Den vreemdeling moogt ge niet verdrukken en kwellen; want zelf zijt ge vreemdelingen geweest in het land van Egypte.
22 Tu n'affligeras point la veuve et l'orphelin.
Weduwen en wezen zult ge nimmer verdrukken.
23 Si tu les affliges, sache que s'ils élèvent vers moi leurs cris, j'écouterai, écouterai leurs cris,
Zo ge hen toch durft verdrukken en zij vol angst tot Mij roepen, zal Ik hun schreien zeker verhoren.
24 et ma colère s'allumera, et je vous ferai périr par l'épée, et vos femmes deviendront veuves et vos fils orphelins.
Mijn toorn zal ontbranden, en met het zwaard zal Ik u doden; uw vrouwen zullen weduwen worden en uw kinderen wezen.
25 Si tu prêtes de l'argent à mon peuple, au pauvre qui vit avec toi, ne sois point pour lui un usurier; tu ne lui imposeras point d'intérêts.
Wanneer gij geld leent aan een arme van mijn volk onder u, zult ge u tegenover hem niet als geldschieter gedragen, en geen rente van hem vragen.
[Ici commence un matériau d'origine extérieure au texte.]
use std::collections::BTreeMap;
use std::path::Path;
use std::path::PathBuf;

use globset::Glob;
use globset::GlobSet;
use globset::GlobSetBuilder;
use serde::Deserialize;

use crate::HeaderError;
use crate::HeaderResult;

/// Default number of leading lines inspected when looking for a header. The
/// logo height is added on top of this value.
pub const DEFAULT_SCAN_LINES: usize = 100;

/// Supported config file locations in discovery order (highest precedence
/// first).
pub const CONFIG_FILE_CANDIDATES: [&str; 3] = [
	"headsmith.toml",
	".headsmith.toml",
	".config/headsmith.toml",
];

/// Logo rendered when nothing else is configured.
pub const DEFAULT_LOGO: [&str; 5] = [
	r" _   _ ____",
	r"| | | / ___|",
	r"| |_| \___ \",
	r"|  _  |___) |",
	r"|_| |_|____/",
];

/// A comment token override. A bare string is a one-element list.
///
/// ```toml
/// [languages.python]
/// single_line = "#"
/// multi_line = ['"""', '"""']
/// ```
#[derive(Debug, Clone, Deserialize, PartialEq, Eq)]
#[serde(untagged)]
#[non_exhaustive]
pub enum TokenList {
	One(String),
	Many(Vec<String>),
}

impl TokenList {
	pub fn to_vec(&self) -> Vec<String> {
		match self {
			Self::One(token) => vec![token.clone()],
			Self::Many(tokens) => tokens.clone(),
		}
	}
}

/// Per-language overrides and extra lines spliced around the header.
#[derive(Debug, Clone, Default, Deserialize, PartialEq, Eq)]
pub struct LanguageOverride {
	/// Replaces the rule table's single-line tokens.
	#[serde(default)]
	pub single_line: Option<TokenList>,
	/// Replaces the rule table's multi-line tokens.
	#[serde(default)]
	pub multi_line: Option<TokenList>,
	/// Lines written verbatim before the header.
	#[serde(default)]
	pub prepend: Vec<String>,
	/// Lines written verbatim after the header.
	#[serde(default)]
	pub append: Vec<String>,
}

/// Configuration loaded from a `headsmith.toml` file.
///
/// ```toml
/// project_name = "demo"
///
/// [scan]
/// max_lines = 100
///
/// [header]
/// begin_marker = "BEGIN"
/// end_marker = "END"
///
/// [comments]
/// prefer_single_line = false
///
/// [refresh]
/// on_save = true
/// prompt_to_create = true
/// exclude = ["*.md", "vendor/**"]
/// ```
#[derive(Debug, Clone, Default, Deserialize)]
pub struct HeaderConfig {
	/// Project name written into the header. Defaults to the name of the
	/// project root directory.
	#[serde(default)]
	pub project_name: Option<String>,
	#[serde(default)]
	pub scan: ScanConfig,
	#[serde(default)]
	pub header: HeaderFormat,
	#[serde(default)]
	pub comments: CommentsConfig,
	/// Overrides keyed by language name. Keys are lowercased on load.
	#[serde(default)]
	pub languages: BTreeMap<String, LanguageOverride>,
	#[serde(default)]
	pub refresh: RefreshConfig,
	#[serde(default)]
	pub logo: LogoConfig,
}

#[derive(Debug, Clone, Deserialize)]
#[serde(default)]
pub struct ScanConfig {
	/// Base number of lines searched for an existing header.
	pub max_lines: usize,
}

impl Default for ScanConfig {
	fn default() -> Self {
		Self {
			max_lines: DEFAULT_SCAN_LINES,
		}
	}
}

/// Literal strings used to render a header.
#[derive(Debug, Clone, Deserialize, PartialEq, Eq)]
#[serde(default)]
pub struct HeaderFormat {
	pub decoration_open: String,
	pub decoration_close: String,
	pub begin_marker: String,
	pub end_marker: String,
	pub key_separator: String,
	pub block_terminator: String,
	pub end_of_transmission: String,
	pub date_separator: String,
	pub time_separator: String,
	pub time_date_separator: String,
	/// Appended to every comment prefix.
	pub spacing: String,
	/// Write an empty comment line after each multi-line field.
	pub blank_line_after_multiline: bool,
	pub copyright: String,
	pub keys: HeaderKeys,
}

impl Default for HeaderFormat {
	fn default() -> Self {
		Self {
			decoration_open: "+==== ".to_string(),
			decoration_close: " =================+".to_string(),
			begin_marker: "BEGIN".to_string(),
			end_marker: "END".to_string(),
			key_separator: ": ".to_string(),
			block_terminator: "/STOP".to_string(),
			end_of_transmission: "// AR".to_string(),
			date_separator: "-".to_string(),
			time_separator: ":".to_string(),
			time_date_separator: " ".to_string(),
			spacing: " ".to_string(),
			blank_line_after_multiline: true,
			copyright: "(c) Headsmith contributors".to_string(),
			keys: HeaderKeys::default(),
		}
	}
}

/// Key labels for each header field.
#[derive(Debug, Clone, Deserialize, PartialEq, Eq)]
#[serde(default)]
pub struct HeaderKeys {
	pub logo: String,
	pub project: String,
	pub file: String,
	pub created: String,
	pub last_modified: String,
	pub description: String,
	pub copyright: String,
	pub purpose: String,
}

impl Default for HeaderKeys {
	fn default() -> Self {
		Self {
			logo: "LOGO".to_string(),
			project: "PROJECT".to_string(),
			file: "FILE".to_string(),
			created: "CREATION DATE".to_string(),
			last_modified: "LAST Modified".to_string(),
			description: "DESCRIPTION".to_string(),
			copyright: "COPYRIGHT".to_string(),
			purpose: "PURPOSE".to_string(),
		}
	}
}

#[derive(Debug, Clone, Default, Deserialize)]
pub struct CommentsConfig {
	/// Use single-line comments even when the language has a multi-line
	/// form.
	#[serde(default)]
	pub prefer_single_line: bool,
	/// Replacement rule source, relative to the project root. The built-in
	/// table is used when absent.
	#[serde(default)]
	pub rules: Option<PathBuf>,
}

#[derive(Debug, Clone, Deserialize)]
#[serde(default)]
pub struct RefreshConfig {
	/// Refresh the last-modified timestamp when a file is saved.
	pub on_save: bool,
	/// Offer to create a header on save when none is found.
	pub prompt_to_create: bool,
	/// Glob patterns matched against the file path, name and extension.
	pub exclude: Vec<String>,
}

impl Default for RefreshConfig {
	fn default() -> Self {
		Self {
			on_save: true,
			prompt_to_create: true,
			exclude: Vec::new(),
		}
	}
}

#[derive(Debug, Clone, Deserialize)]
#[serde(default)]
pub struct LogoConfig {
	/// Static logo lines.
	pub lines: Vec<String>,
	/// Pick a random logo from `directory` on every build.
	pub random: bool,
	/// Directory of `*.txt` logo files, relative to the project root.
	pub directory: Option<PathBuf>,
}

impl Default for LogoConfig {
	fn default() -> Self {
		Self {
			lines: DEFAULT_LOGO.iter().map(ToString::to_string).collect(),
			random: false,
			directory: None,
		}
	}
}

impl HeaderConfig {
	/// Resolve the config path from known discovery candidates.
	#[must_use]
	pub fn resolve_path(root: &Path) -> Option<PathBuf> {
		CONFIG_FILE_CANDIDATES
			.iter()
			.map(|candidate| root.join(candidate))
			.find(|path| path.is_file())
	}

	/// Load the config from the first discovered config file at `root`.
	/// Returns `None` if no file exists.
	pub fn load(root: &Path) -> HeaderResult<Option<HeaderConfig>> {
		let Some(config_path) = Self::resolve_path(root) else {
			return Ok(None);
		};

		tracing::debug!(path = %config_path.display(), "loading config");
		let content = std::fs::read_to_string(&config_path)?;
		Self::from_toml_str(&content).map(Some)
	}

	/// Load the discovered config or fall back to the compiled defaults.
	pub fn load_or_default(root: &Path) -> HeaderResult<HeaderConfig> {
		Ok(Self::load(root)?.unwrap_or_default())
	}

	pub fn from_toml_str(content: &str) -> HeaderResult<HeaderConfig> {
		let mut config: HeaderConfig =
			toml::from_str(content).map_err(|e| HeaderError::ConfigParse(e.to_string()))?;
		config.languages = std::mem::take(&mut config.languages)
			.into_iter()
			.map(|(name, entry)| (name.trim().to_ascii_lowercase(), entry))
			.collect();

		Ok(config)
	}

	/// The override block for a resolved language name, if configured.
	pub fn language(&self, name: &str) -> Option<&LanguageOverride> {
		self.languages.get(&name.to_ascii_lowercase())
	}

	/// The project name, falling back to the root directory name.
	pub fn project_name(&self, root: &Path) -> String {
		if let Some(name) = self.project_name.as_deref().map(str::trim) {
			if !name.is_empty() {
				return name.to_string();
			}
		}

		root.canonicalize()
			.ok()
			.as_deref()
			.unwrap_or(root)
			.file_name()
			.map_or_else(
				|| "project".to_string(),
				|name| name.to_string_lossy().into_owned(),
			)
	}

	/// Compile the refresh exclusion globs, matching paths relative to
	/// `root`.
	pub fn exclusions(&self, root: &Path) -> HeaderResult<Exclusions> {
		Ok(Exclusions::new(&self.refresh.exclude)?.with_root(root))
	}
}

/// Compiled exclusion globs.
#[derive(Debug, Clone)]
pub struct Exclusions {
	set: GlobSet,
	/// Paths under this directory are matched relative to it.
	root: Option<PathBuf>,
}

impl Default for Exclusions {
	fn default() -> Self {
		Self {
			set: GlobSet::empty(),
			root: None,
		}
	}
}

impl Exclusions {
	pub fn new(patterns: &[String]) -> HeaderResult<Self> {
		let mut builder = GlobSetBuilder::new();
		for pattern in patterns {
			let glob = Glob::new(pattern).map_err(|e| {
				HeaderError::InvalidGlob {
					pattern: pattern.clone(),
					reason: e.to_string(),
				}
			})?;
			builder.add(glob);
		}

		let set = builder.build().map_err(|e| {
			HeaderError::InvalidGlob {
				pattern: patterns.join(", "),
				reason: e.to_string(),
			}
		})?;

		Ok(Self { set, root: None })
	}

	#[must_use]
	pub fn with_root(mut self, root: impl Into<PathBuf>) -> Self {
		self.root = Some(root.into());
		self
	}

	/// Returns true if the path, its file name, or its extension matches one
	/// of the patterns.
	pub fn is_excluded(&self, path: &Path) -> bool {
		if self.set.is_empty() {
			return false;
		}

		let path = self
			.root
			.as_deref()
			.and_then(|root| path.strip_prefix(root).ok())
			.unwrap_or(path);
		let normalized = path.to_string_lossy().replace('\\', "/");
		if self.set.is_match(&normalized) {
			return true;
		}

		if path.file_name().is_some_and(|name| self.set.is_match(name)) {
			return true;
		}

		path.extension().is_some_and(|ext| self.set.is_match(ext))
	}
}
26 Si tu prends comme gage le manteau de ton prochain, tu le lui rendras avant le coucher du soleil;
Zo ge de mantel van een ander in pand hebt genomen, moet ge hem die voor zonsondergang teruggeven;
27 car c'est sa seule couverture, le manteau qu'il a pour son corps; sur quoi coucherait-il? Que s'il élève vers moi ses cris, j'écouterai, car je suis miséricordieux.
want het is zijn enig kleed, de bedekking voor zijn blote lijf, waarin hij moet slapen. Als hij tot Mij roept, zal Ik hem verhoren; want Ik ben barmhartig.
28 Tu ne parleras point de Dieu avec mépris, ni avec des malédictions d'un prince de ton peuple.
Gij zult God niet vervloeken, en de overheid van uw volk niet verwensen.
29 Offre sans délai les prémices de ton aire, et de la liqueur de ton pressoir. Tu me donneras tes fils premiers-nés.
Met de eerstelingen van uw dorsvloer en perskuip zult ge niet achterstallig blijven. Den eerstgeborene van uw zonen zult ge Mij afstaan.
30 Ainsi tu feras pour ton gros bétail et ton menu bétail; sept jours il restera auprès de sa mère, et le huitième tu m'en feras don.
Hetzelfde zult ge doen met uw runderen en uw schapen: zeven dagen mag het jong bij zijn moeder blijven, op de achtste dag zult ge het Mij geven.
31 Et soyez pour moi des hommes saints; et ne mangez point la chair déchirée dans les champs; c'est aux chiens que vous la jetterez.
Reine mensen zult ge Mij zijn. Het vlees van een dier, dat op het veld ligt verscheurd, moogt ge niet eten; maar ge moet het voor de honden werpen.